(Stored data)

^^^^

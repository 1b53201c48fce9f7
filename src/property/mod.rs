//! # Layer 3: Property Façade
//!
//! A [`Property`] stands in for a value of type `T` whose storage lives behind
//! a getter and/or a setter. It is a small view: a binding (the owner-locator)
//! plus two accessor slots.
//!
//! ```text
//! Property<B, T, G, S>
//!          |  |  |  +-- setter slot: B::Setter<T> or NoAccessor
//!          |  |  +----- getter slot: B::Getter<T> or NoAccessor
//!          |  +-------- value type
//!          +----------- Bound / BoundMut / Unbound
//! ```
//!
//! Which slots are filled decides what exists on the type:
//!
//! | Variant | `get` | `set` | non-mutating operators | compound assignment, inc/dec |
//! |---------|-------|-------|------------------------|------------------------------|
//! | [`ReadWrite`] | yes | yes | yes | yes |
//! | [`ReadOnly`] | yes | no | yes | no |
//! | [`WriteOnly`] | no | yes | no | no |
//!
//! Every operator is additionally gated on the value type through
//! [`Forward`]: if `T ⊕ U` does not compile, `property ⊕ U` does not either.
//!
//! ```
//! use core::cell::Cell;
//! use tola_props::prelude::*;
//!
//! struct Thermostat {
//!     celsius: Cell<f64>,
//! }
//!
//! impl Thermostat {
//!     fn fahrenheit(&self) -> ReadWrite<Bound<'_, Self>, f64> {
//!         Bound::new(self).read_write(
//!             |t| t.celsius.get() * 9.0 / 5.0 + 32.0,
//!             |t, f| t.celsius.set((f - 32.0) * 5.0 / 9.0),
//!         )
//!     }
//! }
//!
//! let t = Thermostat { celsius: Cell::new(100.0) };
//! assert_eq!(t.fahrenheit(), 212.0);
//!
//! let mut f = t.fahrenheit();
//! f -= 180.0;
//! assert_eq!(t.celsius.get(), 0.0);
//! assert!(t.fahrenheit() < 33.0);
//! ```
//!
//! Operators the value type lacks are absent:
//!
//! ```compile_fail,E0277
//! use core::cell::Cell;
//! use tola_props::prelude::*;
//!
//! #[derive(Clone, Copy, PartialEq)]
//! struct Money(i64);
//!
//! impl core::ops::Add for Money {
//!     type Output = Money;
//!     fn add(self, rhs: Money) -> Money { Money(self.0 + rhs.0) }
//! }
//! tola_props::impl_operand!(Money);
//!
//! fn ordered<P: PartialOrd<Money>>(_: &P) {}
//!
//! struct Wallet { balance: Cell<Money> }
//!
//! let wallet = Wallet { balance: Cell::new(Money(10)) };
//! let balance = Bound::new(&wallet).read_only(|w: &Wallet| w.balance.get());
//! ordered(&balance); // Money has no PartialOrd
//! ```
//!
//! Read-only properties have no setter:
//!
//! ```compile_fail,E0599
//! use core::cell::Cell;
//! use tola_props::prelude::*;
//!
//! let cell = Cell::new(1);
//! let mut p = Bound::new(&cell).read_only(|c: &Cell<i32>| c.get());
//! p.set(2);
//! ```
//!
//! nor compound assignment:
//!
//! ```compile_fail,E0277
//! use core::cell::Cell;
//! use core::ops::AddAssign;
//! use tola_props::prelude::*;
//!
//! fn bump<P: AddAssign<i32>>(p: &mut P) { *p += 2; }
//!
//! let cell = Cell::new(1);
//! let mut p = Bound::new(&cell).read_only(|c: &Cell<i32>| c.get());
//! bump(&mut p);
//! ```
//!
//! nor increment and decrement:
//!
//! ```compile_fail,E0599
//! use core::cell::Cell;
//! use tola_props::prelude::*;
//!
//! let cell = Cell::new(1);
//! let mut p = Bound::new(&cell).read_only(|c: &Cell<i32>| c.get());
//! p.pre_inc();
//! ```
//!
//! ```compile_fail,E0599
//! use core::cell::Cell;
//! use tola_props::prelude::*;
//!
//! let cell = Cell::new(1);
//! let mut p = Bound::new(&cell).read_only(|c: &Cell<i32>| c.get());
//! let _ = p.post_inc();
//! ```
//!
//! Write-only properties have no getter, and nothing that reads:
//!
//! ```compile_fail,E0599
//! use core::cell::Cell;
//! use tola_props::prelude::*;
//!
//! let cell = Cell::new(1);
//! let p = Bound::new(&cell).write_only(|c: &Cell<i32>, v| c.set(v));
//! let _ = p.get();
//! ```
//!
//! ```compile_fail,E0277
//! use core::cell::Cell;
//! use core::ops::Add;
//! use tola_props::prelude::*;
//!
//! fn plus_one<P: Add<i32>>(p: P) -> P::Output { p + 1 }
//!
//! let cell = Cell::new(1);
//! let p = Bound::new(&cell).write_only(|c: &Cell<i32>, v| c.set(v));
//! let _ = plus_one(p);
//! ```

mod fields;
mod forwarding;
mod init;
mod operand;

pub use fields::FieldAccess;
pub use init::Initializer;
pub use operand::Operand;

use core::fmt;
use core::marker::PhantomData;

use crate::binding::{Binding, Bound, BoundMut, Get, InstanceBinding, NoAccessor, Set, Unbound};
use crate::caps::{Forward, Forwarded, One, OpAdd, OpAnd, OpDeref, OpIndex, OpOr, OpPos, OpSub};

/// Accessor-backed stand-in for a value of type `T`.
pub struct Property<B, T, G = NoAccessor, S = NoAccessor> {
    binding: B,
    getter: G,
    setter: S,
    _value: PhantomData<fn(T) -> T>,
}

/// Property with both accessors.
pub type ReadWrite<B, T> = Property<B, T, <B as Binding>::Getter<T>, <B as Binding>::Setter<T>>;

/// Property with a getter only.
pub type ReadOnly<B, T> = Property<B, T, <B as Binding>::Getter<T>, NoAccessor>;

/// Property with a setter only.
pub type WriteOnly<B, T> = Property<B, T, NoAccessor, <B as Binding>::Setter<T>>;

impl<B: Clone, T, G: Clone, S: Clone> Clone for Property<B, T, G, S> {
    fn clone(&self) -> Self {
        Property::from_parts(self.binding.clone(), self.getter.clone(), self.setter.clone())
    }
}

// Shared and static bindings are Copy, exclusive ones are not.
impl<B: Copy, T, G: Copy, S: Copy> Copy for Property<B, T, G, S> {}

// =============================================================================
// Construction
// =============================================================================

impl<B: Binding, T> Property<B, T, B::Getter<T>, B::Setter<T>> {
    pub fn read_write(binding: B, getter: B::Getter<T>, setter: B::Setter<T>) -> Self {
        Property::from_parts(binding, getter, setter)
    }
}

impl<B: Binding, T> Property<B, T, B::Getter<T>, NoAccessor> {
    pub fn read_only(binding: B, getter: B::Getter<T>) -> Self {
        Property::from_parts(binding, getter, NoAccessor)
    }
}

impl<B: Binding, T> Property<B, T, NoAccessor, B::Setter<T>> {
    pub fn write_only(binding: B, setter: B::Setter<T>) -> Self {
        Property::from_parts(binding, NoAccessor, setter)
    }
}

impl<B, T, G, S> Property<B, T, G, S> {
    #[inline(always)]
    fn from_parts(binding: B, getter: G, setter: S) -> Self {
        Self {
            binding,
            getter,
            setter,
            _value: PhantomData,
        }
    }

    /// The owner-locator this property was constructed with.
    #[inline(always)]
    pub fn binding(&self) -> &B {
        &self.binding
    }

    #[inline(always)]
    pub fn is_static(&self) -> bool
    where
        B: Binding,
    {
        self.binding.is_static()
    }

    /// The aggregate the accessors operate on. Absent for static properties.
    #[inline(always)]
    pub fn owner(&self) -> &B::Owner
    where
        B: InstanceBinding,
    {
        self.binding.owner()
    }
}

/// Constructors with concrete accessor signatures, so closures and methods
/// coerce without annotations.
macro_rules! binding_constructors {
    ($(#[$meta:meta])* impl[$($lt:lifetime)?] $binding:ty => get: $getter:ty, set: $setter:ty) => {
        $(#[$meta])*
        impl<$($lt,)? O: ?Sized> $binding {
            pub fn read_write<T>(self, getter: $getter, setter: $setter) -> ReadWrite<Self, T> {
                Property::from_parts(self, getter, setter)
            }

            pub fn read_only<T>(self, getter: $getter) -> ReadOnly<Self, T> {
                Property::from_parts(self, getter, NoAccessor)
            }

            pub fn write_only<T>(self, setter: $setter) -> WriteOnly<Self, T> {
                Property::from_parts(self, NoAccessor, setter)
            }

            /// Start an [`Initializer`] with no accessors filled in.
            pub fn init<T>(self) -> Initializer<Self, T> {
                Initializer::new(self)
            }
        }
    };
}

binding_constructors!(impl['a] Bound<'a, O> => get: fn(&O) -> T, set: fn(&O, T));
binding_constructors!(impl['a] BoundMut<'a, O> => get: fn(&O) -> T, set: fn(&mut O, T));

impl Unbound {
    pub fn read_write<T>(self, getter: fn() -> T, setter: fn(T)) -> ReadWrite<Self, T> {
        Property::from_parts(self, getter, setter)
    }

    pub fn read_only<T>(self, getter: fn() -> T) -> ReadOnly<Self, T> {
        Property::from_parts(self, getter, NoAccessor)
    }

    pub fn write_only<T>(self, setter: fn(T)) -> WriteOnly<Self, T> {
        Property::from_parts(self, NoAccessor, setter)
    }

    pub fn init<T>(self) -> Initializer<Self, T> {
        Initializer::new(self)
    }
}

// =============================================================================
// Reading
// =============================================================================

impl<B, T, G: Get<B, T>, S> Property<B, T, G, S> {
    /// Call the getter. Never cached.
    #[inline(always)]
    pub fn get(&self) -> T {
        self.getter.get(&self.binding)
    }

    /// Read and convert implicitly (`T: Into<U>`).
    #[inline]
    pub fn get_as<U>(&self) -> U
    where
        T: Into<U>,
    {
        self.get().into()
    }

    /// Read and convert explicitly (`T: TryInto<U>`).
    #[inline]
    pub fn try_get_as<U>(&self) -> Result<U, <T as TryInto<U>>::Error>
    where
        T: TryInto<U>,
    {
        self.get().try_into()
    }

    /// Fetch a copy of the value for field access.
    ///
    /// Mutations through the returned [`FieldAccess`] only touch the copy.
    #[inline]
    pub fn fields(&self) -> FieldAccess<T> {
        FieldAccess::new(self.get())
    }

    /// `value[index]`, returning the element by value.
    #[inline]
    pub fn at<I>(&self, index: I) -> Forwarded<T, OpIndex, I>
    where
        T: Forward<OpIndex, I>,
    {
        <T as Forward<OpIndex, I>>::forward(self.get(), index)
    }

    /// `value && rhs`
    #[inline]
    pub fn and<U: Operand>(&self, rhs: U) -> Forwarded<T, OpAnd, U::Value>
    where
        T: Forward<OpAnd, U::Value>,
    {
        <T as Forward<OpAnd, U::Value>>::forward(self.get(), rhs.into_operand())
    }

    /// `value || rhs`
    #[inline]
    pub fn or<U: Operand>(&self, rhs: U) -> Forwarded<T, OpOr, U::Value>
    where
        T: Forward<OpOr, U::Value>,
    {
        <T as Forward<OpOr, U::Value>>::forward(self.get(), rhs.into_operand())
    }

    /// `+value`
    #[inline]
    pub fn pos(&self) -> Forwarded<T, OpPos>
    where
        T: Forward<OpPos>,
    {
        <T as Forward<OpPos>>::forward(self.get(), ())
    }

    /// `*value`, returning the pointee by value.
    #[inline]
    pub fn deref_value(&self) -> Forwarded<T, OpDeref>
    where
        T: Forward<OpDeref>,
    {
        <T as Forward<OpDeref>>::forward(self.get(), ())
    }
}

// =============================================================================
// Writing
// =============================================================================

impl<B, T, G, S: Set<B, T>> Property<B, T, G, S> {
    /// Call the setter.
    #[inline(always)]
    pub fn set(&mut self, value: T) {
        self.setter.set(&mut self.binding, value)
    }

    /// Assign from a plain value or another readable property.
    #[inline]
    pub fn assign<U>(&mut self, other: U) -> &mut Self
    where
        U: Operand<Value = T>,
    {
        self.set(other.into_operand());
        self
    }
}

// =============================================================================
// Read-modify-write
// =============================================================================

impl<B, T, G: Get<B, T>, S: Set<B, T>> Property<B, T, G, S> {
    /// One `get`, then one `set` with the result of `f`.
    #[inline]
    pub fn update<F>(&mut self, f: F) -> &mut Self
    where
        F: FnOnce(T) -> T,
    {
        let next = f(self.get());
        self.set(next);
        self
    }

    /// `++value`
    pub fn pre_inc(&mut self) -> &mut Self
    where
        T: One + Forward<OpAdd, T>,
        Forwarded<T, OpAdd, T>: Into<T>,
    {
        self.update(|value| <T as Forward<OpAdd, T>>::forward(value, T::one()).into())
    }

    /// `--value`
    pub fn pre_dec(&mut self) -> &mut Self
    where
        T: One + Forward<OpSub, T>,
        Forwarded<T, OpSub, T>: Into<T>,
    {
        self.update(|value| <T as Forward<OpSub, T>>::forward(value, T::one()).into())
    }

    /// `value++`: returns the value read before the write.
    pub fn post_inc(&mut self) -> T
    where
        T: Clone + One + Forward<OpAdd, T>,
        Forwarded<T, OpAdd, T>: Into<T>,
    {
        let old = self.get();
        self.set(<T as Forward<OpAdd, T>>::forward(old.clone(), T::one()).into());
        old
    }

    /// `value--`: returns the value read before the write.
    pub fn post_dec(&mut self) -> T
    where
        T: Clone + One + Forward<OpSub, T>,
        Forwarded<T, OpSub, T>: Into<T>,
    {
        let old = self.get();
        self.set(<T as Forward<OpSub, T>>::forward(old.clone(), T::one()).into());
        old
    }
}

// =============================================================================
// Formatting
// =============================================================================

impl<B, T: fmt::Debug, G: Get<B, T>, S> fmt::Debug for Property<B, T, G, S> {
    fn fmt(&self, f: &mut fmt::Formatter<'_>) -> fmt::Result {
        fmt::Debug::fmt(&self.get(), f)
    }
}

impl<B, T: fmt::Display, G: Get<B, T>, S> fmt::Display for Property<B, T, G, S> {
    fn fmt(&self, f: &mut fmt::Formatter<'_>) -> fmt::Result {
        fmt::Display::fmt(&self.get(), f)
    }
}

#[cfg(test)]
mod tests {
    use super::*;
    use core::cell::Cell;

    struct Counter {
        hits: Cell<u32>,
    }

    impl Counter {
        fn hits(&self) -> ReadWrite<Bound<'_, Self>, u32> {
            Bound::new(self).read_write(|c| c.hits.get(), |c, v| c.hits.set(v))
        }
    }

    #[test]
    fn test_generic_constructor() {
        fn read(c: &Counter) -> u32 {
            c.hits.get()
        }
        fn write(c: &Counter, v: u32) {
            c.hits.set(v)
        }

        let counter = Counter { hits: Cell::new(2) };
        let getter: fn(&Counter) -> u32 = read;
        let setter: fn(&Counter, u32) = write;
        let mut hits = Property::read_write(Bound::new(&counter), getter, setter);
        hits.set(9);
        assert_eq!(hits.get(), 9);
        assert!(!hits.is_static());
        assert!(core::ptr::eq(hits.owner(), &counter));
    }

    #[test]
    fn test_update_reads_once() {
        let counter = Counter { hits: Cell::new(4) };
        counter.hits().update(|v| v * 10);
        assert_eq!(counter.hits.get(), 40);
    }

    #[test]
    fn test_conversions() {
        let counter = Counter { hits: Cell::new(300) };
        let wide: u64 = counter.hits().get_as();
        assert_eq!(wide, 300);
        assert!(counter.hits().try_get_as::<u8>().is_err());
        assert_eq!(counter.hits().try_get_as::<u16>(), Ok(300));
    }

    #[test]
    fn test_formatting_forwards_to_value() {
        extern crate std;
        use std::format;

        let counter = Counter { hits: Cell::new(7) };
        assert_eq!(format!("{}", counter.hits()), "7");
        assert_eq!(format!("{:?}", counter.hits()), "7");
    }
}
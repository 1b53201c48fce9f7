//! Procedural macros for tola-props
//!
//! | Macro | Target | Purpose |
//! |-------|--------|---------|
//! | `#[derive(Operand)]` | struct/enum | Register a value type as an operator operand |
//! | `#[derive(Properties)]` | struct | Generate property accessor methods |
//!
//! ## Example
//!
//! ```ignore
//! #[derive(Properties)]
//! #[property(pub count: i32, get = Counter::read, set = Counter::write)]
//! #[property(doubled: i32, get = Counter::doubled)]
//! struct Counter {
//!     value: Cell<i32>,
//! }
//!
//! counter.count() += 1;
//! assert_eq!(counter.doubled(), 2);
//! ```

use proc_macro::TokenStream;
use syn::parse_macro_input;

// =============================================================================
// Module Declarations (Two-tier: common / user)
// =============================================================================

mod common;
mod user;

// =============================================================================
// User-facing Macros (user/)
// =============================================================================

/// Derive macro to use a type on either side of a property operator.
///
/// Expands to a call to the `impl_operand!` bridge, which implements
/// `Operand` and the reversed operator forms (`value ⊕ property`).
/// The type must be `Clone`.
///
/// # Usage
/// ```ignore
/// #[derive(Clone, PartialEq, Operand)]
/// struct Meters(f64);
///
/// #[derive(Clone, Operand)]
/// struct Tagged<T>(T);
/// ```
#[proc_macro_derive(Operand)]
pub fn derive_operand(input: TokenStream) -> TokenStream {
    let input = parse_macro_input!(input as syn::DeriveInput);
    user::expand_derive_operand(input).into()
}

/// Derive macro generating one accessor method per `#[property(..)]`.
///
/// # Syntax
/// ```ignore
/// #[property(<vis> <name>: <Type>, get = <path>, set = <path>, mutable)]
/// ```
///
/// - `get` and `set` given: read-write property
/// - only `get`: read-only property
/// - only `set`: write-only property
/// - `mutable`: the method takes `&mut self` and the setter `fn(&mut Self, T)`
#[proc_macro_derive(Properties, attributes(property))]
pub fn derive_properties(input: TokenStream) -> TokenStream {
    let input = parse_macro_input!(input as syn::DeriveInput);
    user::expand_derive_properties(input)
        .unwrap_or_else(syn::Error::into_compile_error)
        .into()
}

^^^^

:: Directions for this task ::
Write out the lines of the entries, word for word, from the first through the one containing "value type through", and stop at that line.

:: Result of the task ::
repository 1b53201c48fce9f7
filename src/property/mod.rs
//! # Layer 3: Property Façade
//!
//! A [`Property`] stands in for a value of type `T` whose storage lives behind
//! a getter and/or a setter. It is a small view: a binding (the owner-locator)
//! plus two accessor slots.
//!
//! ```text
//! Property<B, T, G, S>
//!          |  |  |  +-- setter slot: B::Setter<T> or NoAccessor
//!          |  |  +----- getter slot: B::Getter<T> or NoAccessor
//!          |  +-------- value type
//!          +----------- Bound / BoundMut / Unbound
//! ```
//!
//! Which slots are filled decides what exists on the type:
//!
//! | Variant | `get` | `set` | non-mutating operators | compound assignment, inc/dec |
//! |---------|-------|-------|------------------------|------------------------------|
//! | [`ReadWrite`] | yes | yes | yes | yes |
//! | [`ReadOnly`] | yes | no | yes | no |
//! | [`WriteOnly`] | no | yes | no | no |
//!
//! Every operator is additionally gated on the value type through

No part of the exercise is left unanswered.